Como uma engenheira civil ‘cuida’ da saúde mental de 3,5 mi de brasileiros · Economia Real

Como Uma Engenheira Civil 'Cuida' Da Saúde Mental De 3,5 Mi De Brasileiros · Economia Real

Como uma engenheira civil ‘cuida’ da saúde mental de 3,5 mi de brasileiros · Economia Real


Tatiana Pimenta trocou a prancheta de engenheira civil e o crachá de grandes multinacionais para empreender no universo da saúde mental. Após um episódio de depressão e uma reviravolta pessoal, fundou a Vittude, plataforma que conecta psicólogos a pacientes e já ultrapassou a marca de 3,5 milhões de pessoas beneficiadas.

“Passei por uma depressão em 2012 e tive muita dificuldade de encontrar ajuda. Mais tarde, quando percebi o potencial da tecnologia para ampliar o acesso e transformar o cuidado, decidi que queria empreender nesse setor. Saí do mundo corporativo para criar algo que não existia no Brasil”, relembra Tatiana, fundadora e CEO da Vittude, em entrevista ao Economia Real.

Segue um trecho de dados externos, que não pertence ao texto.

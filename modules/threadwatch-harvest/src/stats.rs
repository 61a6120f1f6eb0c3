/// Counters from a harvest run.
#[derive(Debug, Default, Clone, PartialEq, Eq)]
pub struct HarvestStats {
    pub queries_run: u32,
    pub queries_skipped: u32,
    pub links_discovered: u32,
    pub threads_collected: u32,
    pub threads_empty: u32,
    pub posts_seen: u32,
    pub matches: u32,
    pub checkpoints_written: u32,
    pub checkpoints_failed: u32,
}

impl std::fmt::Display for HarvestStats {
    fn fmt(&self, f: &mut std::fmt::Formatter<'_>) -> std::fmt::Result {
        writeln!(f, "\n=== Harvest Run Complete ===")?;
        writeln!(f, "Queries run:        {}", self.queries_run)?;
        writeln!(f, "Queries skipped:    {}", self.queries_skipped)?;
        writeln!(f, "Links discovered:   {}", self.links_discovered)?;
        writeln!(f, "Threads collected:  {}", self.threads_collected)?;
        writeln!(f, "Threads empty:      {}", self.threads_empty)?;
        writeln!(f, "Posts seen:         {}", self.posts_seen)?;
        writeln!(f, "Matches:            {}", self.matches)?;
        if self.checkpoints_written + self.checkpoints_failed > 0 {
            writeln!(f, "\nCheckpoints:")?;
            writeln!(f, "  Written: {}", self.checkpoints_written)?;
            if self.checkpoints_failed > 0 {
                writeln!(f, "  Failed:  {}", self.checkpoints_failed)?;
            }
        }
        let threads = (self.threads_collected + self.threads_empty).max(1);
        writeln!(
            f,
            "\nMatches per thread: {:.2}",
            self.matches as f64 / threads as f64
        )?;
        Ok(())
    }
}

#[cfg(test)]
mod tests {
    use super::*;

    #[test]
    fn display_hides_checkpoint_section_when_unused() {
        let shown = HarvestStats::default().to_string();
        assert!(shown.contains("Queries run:        0"));
        assert!(!shown.contains("Checkpoints:"));
    }

    #[test]
    fn display_reports_failed_checkpoints() {
        let stats = HarvestStats {
            threads_collected: 4,
            matches: 2,
            checkpoints_written: 1,
            checkpoints_failed: 1,
            ..HarvestStats::default()
        };
        let shown = stats.to_string();
        assert!(shown.contains("Failed:  1"));
        assert!(shown.contains("Matches per thread: 0.50"));
    }
}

A ideia começou a tomar forma em 2016, após uma conversa com especialistas em inovação em saúde. Na época, Tatiana percebeu que passava horas no trânsito para chegar às sessões de terapia e que isso poderia ser resolvido de forma online.

Assim nasceu a primeira versão da Vittude, um marketplace voltado ao cliente final (B2C) que, pouco tempo depois, migraria para o modelo corporativo (B2B). A mudança de foco ganhou tração durante a pandemia. No entanto, o retorno à normalidade mostrou que muitas empresas ainda viam a saúde mental corporativa como algo temporário.

Esse cenário levou Tatiana e sua equipe a investir em diagnósticos organizacionais e criar ferramentas próprias para medir estresse, propensão ao burnout e segurança psicológica.

A gente já falava sobre gestão de risco psicossocial há anos, antes mesmo da NR-1 existir”, afirma a empreendedora ao citar a Norma Regulamentadora Nº 1 (NR-1), que exige o gerenciamento de riscos psicossociais nas empresas.

Para Tatiana, cumprir a norma exige mais que ações pontuais. “Você não gerencia o que não mede. Antes de qualquer plano de ação, é preciso mapear perigos e avaliar riscos. Muitas empresas já saem contratando soluções sem nem saber qual problema querem resolver, e isso gera multas”, alerta.

Com tecnologia proprietária, a Vittude cruza dados de saúde com indicadores organizacionais e entrega um inventário detalhado de riscos, além de medidas de controle priorizando a eliminação das causas. “Se existe sobrecarga, é porque falta gente. Sala de descompressão não resolve. O governo quer que o risco seja eliminado”, reforça a CEO.

Hoje, a Vittude já alcançou o breakeven, atende empresas de diversos setores e projeta crescimento diante do aumento dos afastamentos por transtornos mentais, que podem superar 600 mil casos em 2025. “O cuidado com a saúde mental deixou de ser opcional. É questão de produtividade, sustentabilidade e conformidade legal. Quem não olhar para isso agora, vai pagar mais caro depois”, conclui Tatiana.